**Excerpted records**
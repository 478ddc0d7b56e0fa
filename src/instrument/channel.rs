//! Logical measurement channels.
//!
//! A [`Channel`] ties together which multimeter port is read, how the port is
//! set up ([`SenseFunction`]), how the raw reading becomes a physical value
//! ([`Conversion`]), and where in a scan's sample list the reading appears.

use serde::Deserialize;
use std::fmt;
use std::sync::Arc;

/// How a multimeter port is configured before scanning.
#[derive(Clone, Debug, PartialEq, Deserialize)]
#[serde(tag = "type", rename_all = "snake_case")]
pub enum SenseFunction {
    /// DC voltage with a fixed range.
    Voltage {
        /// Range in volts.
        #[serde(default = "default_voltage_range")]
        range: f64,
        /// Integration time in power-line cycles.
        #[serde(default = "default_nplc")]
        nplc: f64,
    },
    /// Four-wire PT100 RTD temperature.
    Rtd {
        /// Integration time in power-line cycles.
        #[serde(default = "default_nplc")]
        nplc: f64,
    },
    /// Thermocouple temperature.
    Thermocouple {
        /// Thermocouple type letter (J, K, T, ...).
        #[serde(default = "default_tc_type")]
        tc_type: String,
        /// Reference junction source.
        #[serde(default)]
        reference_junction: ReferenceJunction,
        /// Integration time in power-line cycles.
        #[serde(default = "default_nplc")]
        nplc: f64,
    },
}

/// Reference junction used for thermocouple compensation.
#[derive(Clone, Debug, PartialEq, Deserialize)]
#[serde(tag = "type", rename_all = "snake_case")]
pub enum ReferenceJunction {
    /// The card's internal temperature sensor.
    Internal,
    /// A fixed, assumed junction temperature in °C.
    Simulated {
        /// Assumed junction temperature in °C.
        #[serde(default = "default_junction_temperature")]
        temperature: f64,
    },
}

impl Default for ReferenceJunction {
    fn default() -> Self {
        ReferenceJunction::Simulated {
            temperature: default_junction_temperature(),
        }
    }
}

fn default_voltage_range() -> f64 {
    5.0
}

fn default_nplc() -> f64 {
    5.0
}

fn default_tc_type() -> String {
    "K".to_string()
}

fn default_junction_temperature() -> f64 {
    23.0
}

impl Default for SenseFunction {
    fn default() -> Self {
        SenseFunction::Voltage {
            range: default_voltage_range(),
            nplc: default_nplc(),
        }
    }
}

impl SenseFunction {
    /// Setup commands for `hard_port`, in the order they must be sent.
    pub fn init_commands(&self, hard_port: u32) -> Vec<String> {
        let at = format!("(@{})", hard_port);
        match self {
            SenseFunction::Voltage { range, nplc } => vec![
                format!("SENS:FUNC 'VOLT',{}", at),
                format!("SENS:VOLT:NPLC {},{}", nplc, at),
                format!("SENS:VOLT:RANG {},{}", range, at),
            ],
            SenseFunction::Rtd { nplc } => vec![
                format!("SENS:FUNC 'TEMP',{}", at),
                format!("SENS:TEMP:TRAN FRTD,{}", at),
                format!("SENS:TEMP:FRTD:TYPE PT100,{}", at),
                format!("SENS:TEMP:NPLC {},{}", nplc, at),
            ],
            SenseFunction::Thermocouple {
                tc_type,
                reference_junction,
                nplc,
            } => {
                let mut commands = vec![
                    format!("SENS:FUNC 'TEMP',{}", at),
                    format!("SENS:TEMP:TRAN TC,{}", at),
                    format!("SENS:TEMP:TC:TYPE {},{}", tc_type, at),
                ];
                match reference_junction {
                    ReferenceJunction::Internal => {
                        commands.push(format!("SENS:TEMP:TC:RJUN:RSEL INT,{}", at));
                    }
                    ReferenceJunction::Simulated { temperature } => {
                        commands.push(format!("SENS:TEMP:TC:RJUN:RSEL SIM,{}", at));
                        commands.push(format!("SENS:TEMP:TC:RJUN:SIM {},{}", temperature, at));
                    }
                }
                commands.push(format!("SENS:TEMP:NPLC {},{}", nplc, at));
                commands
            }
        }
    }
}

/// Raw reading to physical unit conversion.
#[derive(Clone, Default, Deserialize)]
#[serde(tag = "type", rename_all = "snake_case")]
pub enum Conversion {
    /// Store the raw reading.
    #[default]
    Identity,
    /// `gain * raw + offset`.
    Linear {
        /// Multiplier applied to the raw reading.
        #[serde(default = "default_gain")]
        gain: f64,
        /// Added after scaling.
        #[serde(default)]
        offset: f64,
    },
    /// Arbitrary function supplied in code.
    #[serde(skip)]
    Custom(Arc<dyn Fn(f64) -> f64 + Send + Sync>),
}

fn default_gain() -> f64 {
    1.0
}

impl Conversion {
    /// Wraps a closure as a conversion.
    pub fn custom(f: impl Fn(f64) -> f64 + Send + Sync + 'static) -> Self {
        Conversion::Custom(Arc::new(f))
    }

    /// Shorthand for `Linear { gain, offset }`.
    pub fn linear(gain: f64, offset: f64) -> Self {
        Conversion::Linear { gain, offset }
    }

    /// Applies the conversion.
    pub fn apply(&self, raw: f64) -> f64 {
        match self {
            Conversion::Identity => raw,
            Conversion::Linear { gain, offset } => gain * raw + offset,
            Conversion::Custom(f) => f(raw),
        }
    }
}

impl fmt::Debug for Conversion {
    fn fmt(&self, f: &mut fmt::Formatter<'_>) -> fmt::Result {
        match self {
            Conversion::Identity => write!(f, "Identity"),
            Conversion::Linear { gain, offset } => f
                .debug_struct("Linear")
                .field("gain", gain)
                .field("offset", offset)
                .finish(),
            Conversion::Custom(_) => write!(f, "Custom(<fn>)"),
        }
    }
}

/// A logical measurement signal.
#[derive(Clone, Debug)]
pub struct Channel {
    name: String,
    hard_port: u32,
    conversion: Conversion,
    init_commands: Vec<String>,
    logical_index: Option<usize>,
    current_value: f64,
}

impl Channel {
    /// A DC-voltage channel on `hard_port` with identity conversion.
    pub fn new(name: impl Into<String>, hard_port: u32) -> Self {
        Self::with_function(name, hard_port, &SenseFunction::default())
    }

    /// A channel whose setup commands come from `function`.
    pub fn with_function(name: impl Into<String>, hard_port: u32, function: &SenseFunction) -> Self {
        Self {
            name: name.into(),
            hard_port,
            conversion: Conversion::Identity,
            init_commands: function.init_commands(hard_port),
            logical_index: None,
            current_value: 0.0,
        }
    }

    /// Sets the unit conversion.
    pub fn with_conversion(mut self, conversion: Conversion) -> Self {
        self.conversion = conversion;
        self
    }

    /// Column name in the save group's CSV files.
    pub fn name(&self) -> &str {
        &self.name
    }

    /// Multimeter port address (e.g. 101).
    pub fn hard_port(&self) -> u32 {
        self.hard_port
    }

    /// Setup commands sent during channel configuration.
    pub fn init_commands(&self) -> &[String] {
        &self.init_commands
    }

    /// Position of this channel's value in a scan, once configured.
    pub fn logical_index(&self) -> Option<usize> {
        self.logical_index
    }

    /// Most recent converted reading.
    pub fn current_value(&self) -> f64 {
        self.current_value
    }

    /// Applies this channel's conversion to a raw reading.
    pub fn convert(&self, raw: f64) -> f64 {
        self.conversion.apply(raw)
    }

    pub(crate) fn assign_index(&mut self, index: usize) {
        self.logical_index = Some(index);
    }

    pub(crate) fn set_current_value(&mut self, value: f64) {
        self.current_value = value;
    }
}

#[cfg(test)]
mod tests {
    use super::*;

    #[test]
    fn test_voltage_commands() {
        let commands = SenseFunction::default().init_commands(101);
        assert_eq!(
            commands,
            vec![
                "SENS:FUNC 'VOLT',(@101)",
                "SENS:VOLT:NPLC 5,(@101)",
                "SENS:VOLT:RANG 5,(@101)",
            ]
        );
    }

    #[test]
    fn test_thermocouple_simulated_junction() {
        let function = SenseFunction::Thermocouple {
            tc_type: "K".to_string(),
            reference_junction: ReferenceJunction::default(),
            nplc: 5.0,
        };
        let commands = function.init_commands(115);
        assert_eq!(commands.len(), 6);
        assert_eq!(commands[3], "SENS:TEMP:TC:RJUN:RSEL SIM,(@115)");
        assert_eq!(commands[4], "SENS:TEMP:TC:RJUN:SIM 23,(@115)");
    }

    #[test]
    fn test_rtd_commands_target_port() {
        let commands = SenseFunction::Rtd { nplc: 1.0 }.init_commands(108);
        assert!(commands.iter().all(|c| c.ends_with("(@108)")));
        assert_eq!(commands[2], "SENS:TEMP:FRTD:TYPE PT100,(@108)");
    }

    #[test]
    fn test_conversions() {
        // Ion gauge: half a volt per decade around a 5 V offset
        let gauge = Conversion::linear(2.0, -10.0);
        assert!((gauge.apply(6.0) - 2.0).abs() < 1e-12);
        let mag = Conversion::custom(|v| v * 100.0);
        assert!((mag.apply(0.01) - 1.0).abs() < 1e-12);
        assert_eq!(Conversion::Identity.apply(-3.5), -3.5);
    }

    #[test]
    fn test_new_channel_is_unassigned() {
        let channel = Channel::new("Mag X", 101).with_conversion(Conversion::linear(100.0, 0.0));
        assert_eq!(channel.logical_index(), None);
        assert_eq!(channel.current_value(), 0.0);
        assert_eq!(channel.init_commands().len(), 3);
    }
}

**Exercise prompt**
All lines of the data above that include the word "offset" must be shown.

**Response to this task**
    /// `gain * raw + offset`.
        offset: f64,
    /// Shorthand for `Linear { gain, offset }`.
    pub fn linear(gain: f64, offset: f64) -> Self {
        Conversion::Linear { gain, offset }
            Conversion::Linear { gain, offset } => gain * raw + offset,
            Conversion::Linear { gain, offset } => f
                .field("offset", offset)
        // Ion gauge: half a volt per decade around a 5 V offset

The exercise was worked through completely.